5. En l'espèce, il est constant que l'accident dont a été victime M. B... E..., le 19 février 2018, a été reconnu imputable au service par un arrêté du président du conseil départemental de la Seine-Maritime en date du 15 mars 2018. Il résulte de ce qui a été dit au point précédent, et n'est d'ailleurs pas contesté par le département de la Seine-Maritime, que les consorts E... sont fondés à demander au département de la Seine-Maritime, même en l'absence de faute de celui-ci, la réparation des préjudices personnels qu'ils estiment avoir subis.
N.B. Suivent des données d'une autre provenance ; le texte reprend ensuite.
//! Relations: named, fixed-arity sets of tuples.
//!
//! [`Relation`] is a shared handle. Cloning it is cheap and every clone sees
//! the same growing extension, which is what lets derived relations built
//! early keep answering over tuples added later.
//!
//! Insertion is strict ([`Relation::add`] rejects wrong-length tuples) while
//! querying is lenient ([`Relation::is_matched_by`] answers `false` for a
//! wrong argument count). Keep that asymmetry.

use crate::atom::{Atom, Tuple};
use crate::derived::DerivedRelation;
use crate::error::{RelationError, Result};
use crate::extension::{Extension, ValuesAt};
use crate::properties::{self, PropertySet};
use parking_lot::RwLock;
use std::fmt;
use std::ops::Deref;
use std::sync::Arc;

// ============================================================================
// Relation handle
// ============================================================================

#[derive(Clone)]
pub struct Relation {
    node: Arc<RelationNode>,
}

struct RelationNode {
    name: String,
    arity: usize,
    body: Body,
}

enum Body {
    Stored {
        extension: RwLock<Extension>,
        properties: PropertySet,
    },
    Derived(DerivedRelation),
}

impl Relation {
    /// A base relation with an empty extension.
    pub fn new(name: impl Into<String>, arity: usize) -> Result<Self> {
        Self::stored(name.into(), arity, PropertySet::new())
    }

    fn stored(name: String, arity: usize, properties: PropertySet) -> Result<Self> {
        if arity == 0 {
            return Err(RelationError::InvalidArity { relation: name });
        }
        tracing::debug!(relation = %name, arity, properties = %properties, "new relation");
        Ok(Self {
            node: Arc::new(RelationNode {
                name,
                arity,
                body: Body::Stored {
                    extension: RwLock::new(Extension::new(arity)),
                    properties,
                },
            }),
        })
    }

    pub(crate) fn derived(name: String, derived: DerivedRelation) -> Self {
        let arity = derived.arity();
        tracing::debug!(
            relation = %name,
            arity,
            combinator = %derived.combinator(),
            operands = derived.operands().len(),
            "new derived relation"
        );
        Self {
            node: Arc::new(RelationNode {
                name,
                arity,
                body: Body::Derived(derived),
            }),
        }
    }

    pub fn name(&self) -> &str {
        &self.node.name
    }

    pub fn arity(&self) -> usize {
        self.node.arity
    }

    pub fn is_derived(&self) -> bool {
        matches!(self.node.body, Body::Derived(_))
    }

    /// Declared properties. Empty for n-ary and derived relations.
    pub fn properties(&self) -> PropertySet {
        match &self.node.body {
            Body::Stored { properties, .. } => *properties,
            Body::Derived(_) => PropertySet::new(),
        }
    }

    /// Handle identity: both handles refer to the same relation.
    pub fn same_as(&self, other: &Relation) -> bool {
        Arc::ptr_eq(&self.node, &other.node)
    }

    // ========================================================================
    // Insertion
    // ========================================================================

    /// Add one tuple. Re-adding a present tuple is a no-op.
    pub fn add(&self, tuple: impl Into<Tuple>) -> Result<()> {
        self.add_all([tuple])
    }

    /// Add a batch of tuples.
    ///
    /// The batch is all-or-nothing: tuples are checked in order against the
    /// extension as it would be after the earlier ones, and the first failure
    /// discards the whole batch.
    pub fn add_all<I, T>(&self, tuples: I) -> Result<()>
    where
        I: IntoIterator<Item = T>,
        T: Into<Tuple>,
    {
        let Body::Stored {
            extension,
            properties,
        } = &self.node.body
        else {
            return Err(RelationError::ReadOnly {
                relation: self.name().to_string(),
            });
        };

        let mut guard = extension.write();
        let mut staged = guard.clone();
        let mut added = 0usize;
        for tuple in tuples {
            let tuple = tuple.into();
            if tuple.len() == 2 && !properties.is_empty() {
                properties.check_insert(self.name(), &tuple[0], &tuple[1], &staged)?;
            }
            if staged.insert(self.name(), tuple)? {
                added += 1;
            }
        }
        *guard = staged;
        tracing::debug!(relation = %self.name(), added, size = guard.len(), "added tuples");
        Ok(())
    }

    // ========================================================================
    // Queries
    // ========================================================================

    /// Membership test. Never fails: a wrong argument count answers `false`.
    pub fn is_matched_by(&self, values: &[Atom]) -> bool {
        if values.len() != self.arity() {
            return false;
        }
        match &self.node.body {
            Body::Stored {
                extension,
                properties,
            } => {
                let extension = extension.read();
                if extension.contains(values) {
                    return true;
                }
                values.len() == 2 && properties.induces(&values[0], &values[1], &extension)
            }
            Body::Derived(derived) => derived.is_matched_by(values),
        }
    }

    /// Row lookup without induction. For a derived relation this is its
    /// membership, which already excludes induced pairs.
    pub(crate) fn has_row(&self, values: &[Atom]) -> bool {
        match &self.node.body {
            Body::Stored { extension, .. } => extension.read().contains(values),
            Body::Derived(derived) => values.len() == self.arity() && derived.is_matched_by(values),
        }
    }

    /// [`Relation::is_matched_by`] for anything tuple-like.
    pub fn test(&self, tuple: impl Into<Tuple>) -> bool {
        self.is_matched_by(&tuple.into())
    }

    /// Lazily keep the candidates this relation matches.
    ///
    /// Candidates are bare values for unary relations and tuples otherwise.
    /// Each call starts a fresh pass over `candidates`.
    pub fn filter<'a, I>(&'a self, candidates: I) -> impl Iterator<Item = I::Item> + 'a
    where
        I: IntoIterator + 'a,
        I::Item: Clone + Into<Tuple>,
    {
        candidates
            .into_iter()
            .filter(move |candidate| self.test(candidate.clone()))
    }

    /// Lazily scan the current extension for tuples with `value` at `position`.
    pub fn values_at(&self, position: usize, value: impl Into<Atom>) -> ValuesAt {
        ValuesAt::new(self.extension(), position, value.into())
    }

    /// The current extension.
    ///
    /// For a base relation this is an O(1) snapshot of the literal tuples.
    /// For a derived relation it is a full evaluation; keep the result to
    /// avoid paying for it on every lookup.
    pub fn extension(&self) -> Extension {
        match &self.node.body {
            Body::Stored { extension, .. } => extension.read().clone(),
            Body::Derived(derived) => derived.evaluate(self.name()),
        }
    }

    pub fn len(&self) -> usize {
        self.extension().len()
    }

    pub fn is_empty(&self) -> bool {
        self.extension().is_empty()
    }
}

impl fmt::Debug for Relation {
    fn fmt(&self, f: &mut fmt::Formatter<'_>) -> fmt::Result {
        f.debug_struct("Relation")
            .field("name", &self.name())
            .field("arity", &self.arity())
            .field("derived", &self.is_derived())
            .finish()
    }
}

impl fmt::Display for Relation {
    fn fmt(&self, f: &mut fmt::Formatter<'_>) -> fmt::Result {
        write!(f, "{}/{}", self.name(), self.arity())
    }
}

// ============================================================================
// BinaryRelation
// ============================================================================

/// A base relation of arity 2 with declared structural properties.
#[derive(Clone, Debug)]
pub struct BinaryRelation {
    relation: Relation,
}

impl BinaryRelation {
    /// Fails with `PropertyConflict` for reflexive+irreflexive or
    /// symmetric+asymmetric.
    pub fn new(name: impl Into<String>, properties: PropertySet) -> Result<Self> {
        let name = name.into();
        properties.validate(&name)?;
        Ok(Self {
            relation: Relation::stored(name, 2, properties)?,
        })
    }

    /// Check the insertion guards for `(a, b)` without inserting.
    pub fn can_add(&self, a: impl Into<Atom>, b: impl Into<Atom>) -> Result<()> {
        let extension = self.relation.extension();
        self.properties()
            .check_insert(self.name(), &a.into(), &b.into(), &extension)
    }

    /// Antisymmetry is not declared, it is checked on the current extension.
    pub fn is_antisymmetric(&self) -> bool {
        properties::is_antisymmetric(&self.relation.extension())
    }

    pub fn as_relation(&self) -> &Relation {
        &self.relation
    }

    pub fn into_relation(self) -> Relation {
        self.relation
    }
}

impl Deref for BinaryRelation {
    type Target = Relation;

    fn deref(&self) -> &Relation {
        &self.relation
    }
}

impl From<BinaryRelation> for Relation {
    fn from(value: BinaryRelation) -> Self {
        value.relation
    }
}

impl AsRef<Relation> for BinaryRelation {
    fn as_ref(&self) -> &Relation {
        &self.relation
    }
}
Sur le préjudice moral de Mme E... :
6. Il résulte de l'instruction, notamment des nombreuses attestations des proches de Mme E..., que cette dernière s'est occupée de son époux et ses enfants, sans discontinuer, qu'elle a dû assurer seule le quotidien de sa famille, l'assistance physique et psychologique de son mari durant ses périodes d'hospitalisation et ses rendez-vous médicaux. Il n'est pas contesté que cette situation a eu un retentissement important sur sa vie professionnelle et familiale.
7. En lui accordant une somme de 800 euros, les premiers juges ont toutefois procédé à une juste appréciation du préjudice moral de Mme E.... Il n'y a pas lieu de majorer ce montant.
Sur le préjudice moral de M. D... E... et M. C... E... :
8. Il résulte de l'instruction, que l'accident de M. E... a affecté émotionnellement ses deux enfants, mineurs à la date de l'accident. Les nombreuses attestations des proches confirment le " choc psychologique ", l'état anxieux et déprimé, à la suite de l'accident, de D... et C... E.... Il ressort également des attestations de prise en charge psychothérapeutique, que M. D... E... a souffert d'un état de dépression modéré associé à des troubles anxieux et que M. C... E..., souffrant antérieurement de trouble multi-dys, a nécessité un suivi hebdomadaire en raison de fortes angoisses.
9. Toutefois, le tribunal administratif de Rouen a fait une juste appréciation du préjudice moral de M. D... E... et M. C... E... du fait de l'amputation des phalanges subie par leur père en leur octroyant respectivement la somme de 500 euros.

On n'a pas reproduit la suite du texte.